An exact, complete copy of the lines below is the expected answer.
↓↓↓
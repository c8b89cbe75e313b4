pub mod arxiv;
pub mod crossref;
pub mod semantic_scholar;
pub mod unpaywall;

use thiserror::Error;

#[derive(Debug, Error)]
pub enum SourceError {
    #[error("HTTP request failed: {0}")]
    Http(#[from] reqwest::Error),
    #[error("Parse error: {0}")]
    Parse(String),
    #[error("API error: {0}")]
    Api(String),
    #[error("{service}: Rate limit exceeded. Register for an API key at {signup_url}")]
    RateLimited {
        service: &'static str,
        signup_url: &'static str,
    },
    #[error("{service}: Error {status} - {body}")]
    Status {
        service: &'static str,
        status: u16,
        body: String,
    },
    #[error("I/O error: {0}")]
    Io(#[from] std::io::Error),
    #[error("JSON error: {0}")]
    Json(#[from] serde_json::Error),
}

/// Turn a non-success response into `SourceError::Status`, keeping the body.
pub(crate) async fn ensure_success(
    service: &'static str,
    resp: reqwest::Response,
) -> Result<reqwest::Response, SourceError> {
    let status = resp.status();
    if status.is_success() {
        return Ok(resp);
    }
    let body = resp.text().await.unwrap_or_default();
    Err(SourceError::Status {
        service,
        status: status.as_u16(),
        body,
    })
}

/// Append a DOI to `base` as path segments, percent-encoding each one.
/// The DOI's own `/` separators are kept.
pub(crate) fn doi_url(base: &str, doi: &str) -> Result<reqwest::Url, SourceError> {
    let mut url = reqwest::Url::parse(base)
        .map_err(|e| SourceError::Parse(format!("bad base URL {}: {}", base, e)))?;
    url.path_segments_mut()
        .map_err(|_| SourceError::Parse(format!("base URL cannot take a path: {}", base)))?
        .pop_if_empty()
        .extend(doi.trim().split('/'));
    Ok(url)
}

/// First `max_chars` characters of `text`, never splitting a code point.
pub fn truncate_chars(text: &str, max_chars: usize) -> &str {
    match text.char_indices().nth(max_chars) {
        Some((idx, _)) => &text[..idx],
        None => text,
    }
}

pub(crate) const SEPARATOR_WIDTH: usize = 80;

#[cfg(test)]
mod tests {
    use super::*;

    #[test]
    fn test_truncate_chars_multibyte() {
        assert_eq!(truncate_chars("héllo", 2), "hé");
        assert_eq!(truncate_chars("abc", 10), "abc");
        assert_eq!(truncate_chars("", 3), "");
    }

    #[test]
    fn test_status_message_format() {
        let err = SourceError::Status {
            service: "CrossRef",
            status: 404,
            body: "Resource not found.".into(),
        };
        assert_eq!(err.to_string(), "CrossRef: Error 404 - Resource not found.");
    }

    #[test]
    fn test_doi_url_encodes_sici_characters() {
        let doi = "10.1002/(SICI)1099-1573(199612)10:8<694::AID-PTR1>3.0.CO;2-#";
        let url = doi_url("https://api.crossref.org/works", doi).unwrap();
        assert_eq!(url.fragment(), None);
        assert!(url.path().starts_with("/works/10.1002/(SICI)1099-1573(199612)10:8"));
        assert!(url.path().ends_with("%3E3.0.CO;2-%23"));
        assert!(url.path().contains("%3C694"));

        let url = doi_url("https://doi.org/", "10.1038/s41586-019-1666-5").unwrap();
        assert_eq!(url.as_str(), "https://doi.org/10.1038/s41586-019-1666-5");
    }
}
↑↑↑
**WRITTEN RESPONSE:**
repository c8b89cbe75e313b4
pub mod arxiv;
pub mod crossref;
pub mod semantic_scholar;
pub mod unpaywall;

use thiserror::Error;

#[derive(Debug, Error)]
pub enum SourceError {
    #[error("HTTP request failed: {0}")]
    Http(#[from] reqwest::Error),
    #[error("Parse error: {0}")]
    Parse(String),
    #[error("API error: {0}")]
    Api(String),
    #[error("{service}: Rate limit exceeded. Register for an API key at {signup_url}")]
    RateLimited {
        service: &'static str,
        signup_url: &'static str,
    },
    #[error("{service}: Error {status} - {body}")]
    Status {
        service: &'static str,
        status: u16,
        body: String,
    },
    #[error("I/O error: {0}")]
    Io(#[from] std::io::Error),
    #[error("JSON error: {0}")]
    Json(#[from] serde_json::Error),
}

/// Turn a non-success response into `SourceError::Status`, keeping the body.
pub(crate) async fn ensure_success(
    service: &'static str,
    resp: reqwest::Response,
) -> Result<reqwest::Response, SourceError> {
    let status = resp.status();
    if status.is_success() {
        return Ok(resp);
    }
    let body = resp.text().await.unwrap_or_default();
    Err(SourceError::Status {
        service,
        status: status.as_u16(),
        body,
    })
}

/// Append a DOI to `base` as path segments, percent-encoding each one.
/// The DOI's own `/` separators are kept.
pub(crate) fn doi_url(base: &str, doi: &str) -> Result<reqwest::Url, SourceError> {
    let mut url = reqwest::Url::parse(base)
        .map_err(|e| SourceError::Parse(format!("bad base URL {}: {}", base, e)))?;
    url.path_segments_mut()
        .map_err(|_| SourceError::Parse(format!("base URL cannot take a path: {}", base)))?
        .pop_if_empty()
        .extend(doi.trim().split('/'));
    Ok(url)
}

/// First `max_chars` characters of `text`, never splitting a code point.
pub fn truncate_chars(text: &str, max_chars: usize) -> &str {
    match text.char_indices().nth(max_chars) {
        Some((idx, _)) => &text[..idx],
        None => text,
    }
}

pub(crate) const SEPARATOR_WIDTH: usize = 80;

#[cfg(test)]
mod tests {
    use super::*;

    #[test]
    fn test_truncate_chars_multibyte() {
        assert_eq!(truncate_chars("héllo", 2), "hé");
        assert_eq!(truncate_chars("abc", 10), "abc");
        assert_eq!(truncate_chars("", 3), "");
    }

    #[test]
    fn test_status_message_format() {
        let err = SourceError::Status {
            service: "CrossRef",
            status: 404,
            body: "Resource not found.".into(),
        };
        assert_eq!(err.to_string(), "CrossRef: Error 404 - Resource not found.");
    }

    #[test]
    fn test_doi_url_encodes_sici_characters() {
        let doi = "10.1002/(SICI)1099-1573(199612)10:8<694::AID-PTR1>3.0.CO;2-#";
        let url = doi_url("https://api.crossref.org/works", doi).unwrap();
        assert_eq!(url.fragment(), None);
        assert!(url.path().starts_with("/works/10.1002/(SICI)1099-1573(199612)10:8"));
        assert!(url.path().ends_with("%3E3.0.CO;2-%23"));
        assert!(url.path().contains("%3C694"));

        let url = doi_url("https://doi.org/", "10.1038/s41586-019-1666-5").unwrap();
        assert_eq!(url.as_str(), "https://doi.org/10.1038/s41586-019-1666-5");
    }
}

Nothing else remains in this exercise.